The JAXA Astronaut Corps is a unit of the Japan Aerospace Exploration Agency (JAXA)  that selects, trains, and provides astronauts as crew members for U.S. and Russian space missions. The corps has six active members, able to serve on the International Space Station (ISS).

History
The first Japanese astronauts were chosen by NASDA, the predecessor to JAXA, in 1985 to train as international mission specialists in the Space Shuttle program.

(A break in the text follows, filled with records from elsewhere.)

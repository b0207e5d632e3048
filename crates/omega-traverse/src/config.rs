//! Mutable exploration state: the frame stack plus a known-set.

use std::fmt;

use omega_graph::RootedGraph;

use crate::frame::Frame;
use crate::known::KnownSet;

/// The complete state of one traversal: a stack of [`Frame`]s over a
/// known-set strategy `K`, with an auxiliary payload `A` on every frame.
///
/// A configuration carries no verdicts and no policy; engines drive it and
/// callbacks read and annotate it. `initial` returns it to the canonical
/// start state at any time, and a configuration left behind by a stopped
/// run resumes exactly where it was.
pub struct Configuration<G: RootedGraph, K, A = ()> {
    stack: Vec<Frame<G, A>>,
    known: K,
}

impl<G: RootedGraph, K> Configuration<G, K> {
    pub fn new(known: K) -> Self {
        Self {
            stack: Vec::new(),
            known,
        }
    }
}

impl<G: RootedGraph, K, A> Configuration<G, K, A> {
    /// Like [`Configuration::new`] for configurations whose frames carry a
    /// non-unit payload; the payload type is fixed by use.
    pub fn with_aux(known: K) -> Self {
        Self {
            stack: Vec::new(),
            known,
        }
    }

    pub fn push(&mut self, frame: Frame<G, A>) {
        self.stack.push(frame);
    }

    /// Remove and return the top frame.
    ///
    /// # Panics
    ///
    /// Panics if the stack is empty. The engines never pop past the
    /// terminal state, so an empty pop is a bug in the caller rather than a
    /// runtime condition to recover from.
    pub fn pop(&mut self) -> Frame<G, A> {
        match self.stack.pop() {
            Some(frame) => frame,
            None => panic!("popped an empty traversal stack"),
        }
    }

    pub fn peek(&self) -> Option<&Frame<G, A>> {
        self.stack.last()
    }

    pub fn peek_mut(&mut self) -> Option<&mut Frame<G, A>> {
        self.stack.last_mut()
    }

    /// True once the stack has emptied, the terminal state of a run.
    pub fn is_terminal(&self) -> bool {
        self.stack.is_empty()
    }

    /// Number of vertex frames on the stack. Assumes the single bottom
    /// sentinel placed by [`Configuration::initial`] or
    /// [`Configuration::reroot_at`].
    pub fn depth(&self) -> usize {
        self.stack.len().saturating_sub(1)
    }

    /// The vertex of the top frame, `None` for a sentinel top.
    pub fn top_vertex(&self) -> Option<&G::Vertex> {
        self.stack.last().and_then(Frame::vertex)
    }

    pub fn top_aux_mut(&mut self) -> Option<&mut A> {
        self.stack.last_mut().map(Frame::aux_mut)
    }

    /// Read access to the frame stack, bottom to top.
    pub fn stack(&self) -> &[Frame<G, A>] {
        &self.stack
    }

    /// The vertices currently on the stack, oldest first, sentinels
    /// excluded. This is the live path from a root to the current position,
    /// as used for counterexample traces.
    pub fn stack_vertices(&self) -> impl Iterator<Item = &G::Vertex> + '_ {
        self.stack.iter().filter_map(Frame::vertex)
    }

    pub fn known(&self) -> &K {
        &self.known
    }

    pub fn known_mut(&mut self) -> &mut K {
        &mut self.known
    }

    pub(crate) fn advance_top(&mut self) -> Option<G::Vertex> {
        self.stack.last_mut().and_then(Frame::next_pending)
    }

    pub(crate) fn peek_top_pending(&mut self) -> Option<&G::Vertex> {
        self.stack.last_mut().and_then(|frame| frame.peek_pending())
    }
}

impl<G, K, A> Configuration<G, K, A>
where
    G: RootedGraph,
    K: KnownSet<G::Vertex>,
    A: Default,
{
    /// Reset to the canonical start state: empty known-set and a single
    /// sentinel frame pending the graph's roots. Idempotent.
    pub fn initial(&mut self, graph: &G) {
        self.known.clear();
        self.stack.clear();
        self.stack.push(Frame::sentinel(graph));
    }

    /// Replace the stack with a sentinel frame over `at`'s neighbours,
    /// keeping the known-set as it stands. Entry point for secondary
    /// searches that re-root at an already visited vertex and must build on
    /// the primary search's discoveries.
    pub fn reroot_at(&mut self, graph: &G, at: &G::Vertex) {
        self.stack.clear();
        self.stack.push(Frame::rerooted(graph, at));
    }

    pub fn knows(&self, vertex: &G::Vertex) -> bool {
        self.known.knows(vertex)
    }

    /// Mark `vertex` known and push its frame.
    pub fn discover(&mut self, graph: &G, vertex: G::Vertex) {
        self.known.insert(&vertex);
        self.stack.push(Frame::discovered(graph, vertex));
    }
}

impl<G, K, A> fmt::Debug for Configuration<G, K, A>
where
    G: RootedGraph,
    K: KnownSet<G::Vertex>,
{
    fn fmt(&self, f: &mut fmt::Formatter<'_>) -> fmt::Result {
        f.debug_struct("Configuration")
            .field("depth", &self.depth())
            .field("known", &self.known.len())
            .finish_non_exhaustive()
    }
}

The first Japanese citizen to fly in space was Toyohiro Akiyama, a journalist sponsored by TBS, who flew on the Soviet Soyuz TM-11 in December 1990. He spent more than seven days in space on the Mir space station, in what the Soviets called their first commercial spaceflight which allowed them to earn $14 million.

The first member of the Japanese Astronaut Corps to fly was Mamoru Mohri aboard STS-47 in 1992.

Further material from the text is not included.